● **Record set**:
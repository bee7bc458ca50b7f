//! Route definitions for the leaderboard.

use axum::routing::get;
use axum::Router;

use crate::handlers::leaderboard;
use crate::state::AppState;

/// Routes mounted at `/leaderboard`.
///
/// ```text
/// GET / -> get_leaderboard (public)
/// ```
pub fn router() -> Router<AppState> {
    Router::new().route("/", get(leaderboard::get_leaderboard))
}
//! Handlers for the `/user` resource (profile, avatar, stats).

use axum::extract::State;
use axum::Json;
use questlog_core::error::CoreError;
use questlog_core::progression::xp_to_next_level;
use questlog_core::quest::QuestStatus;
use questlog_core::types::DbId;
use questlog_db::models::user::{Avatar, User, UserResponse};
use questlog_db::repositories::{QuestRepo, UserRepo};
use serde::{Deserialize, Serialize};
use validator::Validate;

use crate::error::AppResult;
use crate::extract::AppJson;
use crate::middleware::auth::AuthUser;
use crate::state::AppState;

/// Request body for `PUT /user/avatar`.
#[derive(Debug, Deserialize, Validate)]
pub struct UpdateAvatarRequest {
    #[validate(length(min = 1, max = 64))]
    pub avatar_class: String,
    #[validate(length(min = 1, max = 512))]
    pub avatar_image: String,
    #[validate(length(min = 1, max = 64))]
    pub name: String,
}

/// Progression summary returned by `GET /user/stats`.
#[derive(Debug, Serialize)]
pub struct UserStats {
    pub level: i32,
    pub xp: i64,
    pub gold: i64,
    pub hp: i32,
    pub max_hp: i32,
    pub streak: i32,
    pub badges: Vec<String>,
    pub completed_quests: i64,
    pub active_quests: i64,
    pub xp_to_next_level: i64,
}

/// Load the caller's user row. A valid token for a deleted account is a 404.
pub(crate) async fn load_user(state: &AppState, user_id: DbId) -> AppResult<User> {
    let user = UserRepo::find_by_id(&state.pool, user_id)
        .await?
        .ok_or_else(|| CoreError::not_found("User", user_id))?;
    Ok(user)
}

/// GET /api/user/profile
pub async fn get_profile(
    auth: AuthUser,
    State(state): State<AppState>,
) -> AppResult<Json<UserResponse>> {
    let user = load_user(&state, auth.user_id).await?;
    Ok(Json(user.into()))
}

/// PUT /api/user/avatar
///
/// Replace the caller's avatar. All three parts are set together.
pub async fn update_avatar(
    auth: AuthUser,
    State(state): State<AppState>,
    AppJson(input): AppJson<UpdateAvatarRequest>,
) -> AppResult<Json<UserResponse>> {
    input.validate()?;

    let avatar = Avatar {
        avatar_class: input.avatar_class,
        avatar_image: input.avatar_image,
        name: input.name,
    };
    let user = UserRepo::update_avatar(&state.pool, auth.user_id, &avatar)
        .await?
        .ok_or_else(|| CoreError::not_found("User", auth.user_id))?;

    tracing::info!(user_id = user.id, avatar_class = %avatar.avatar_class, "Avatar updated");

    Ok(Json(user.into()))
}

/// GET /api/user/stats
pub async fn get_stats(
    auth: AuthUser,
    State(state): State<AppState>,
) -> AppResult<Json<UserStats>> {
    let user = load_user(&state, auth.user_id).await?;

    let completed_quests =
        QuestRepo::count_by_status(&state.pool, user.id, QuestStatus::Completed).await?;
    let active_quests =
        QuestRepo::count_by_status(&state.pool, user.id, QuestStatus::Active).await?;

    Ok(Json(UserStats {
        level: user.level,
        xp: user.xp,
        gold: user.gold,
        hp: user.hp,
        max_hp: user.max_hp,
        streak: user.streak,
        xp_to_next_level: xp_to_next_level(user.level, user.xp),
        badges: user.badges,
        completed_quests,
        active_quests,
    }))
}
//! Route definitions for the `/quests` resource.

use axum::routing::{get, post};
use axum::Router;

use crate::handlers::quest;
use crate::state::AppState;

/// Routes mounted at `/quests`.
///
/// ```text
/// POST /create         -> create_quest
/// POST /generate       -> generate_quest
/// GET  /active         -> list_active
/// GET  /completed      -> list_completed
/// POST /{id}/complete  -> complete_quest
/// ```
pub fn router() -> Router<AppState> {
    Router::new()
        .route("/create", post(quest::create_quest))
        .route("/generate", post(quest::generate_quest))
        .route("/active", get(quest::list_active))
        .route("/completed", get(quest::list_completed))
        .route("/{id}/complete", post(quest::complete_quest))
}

● **What you are asked to do**:
Please filter the entries above down to the lines holding "async" and copy them.

● **Task response**:
pub(crate) async fn load_user(state: &AppState, user_id: DbId) -> AppResult<User> {
pub async fn get_profile(
pub async fn update_avatar(
pub async fn get_stats(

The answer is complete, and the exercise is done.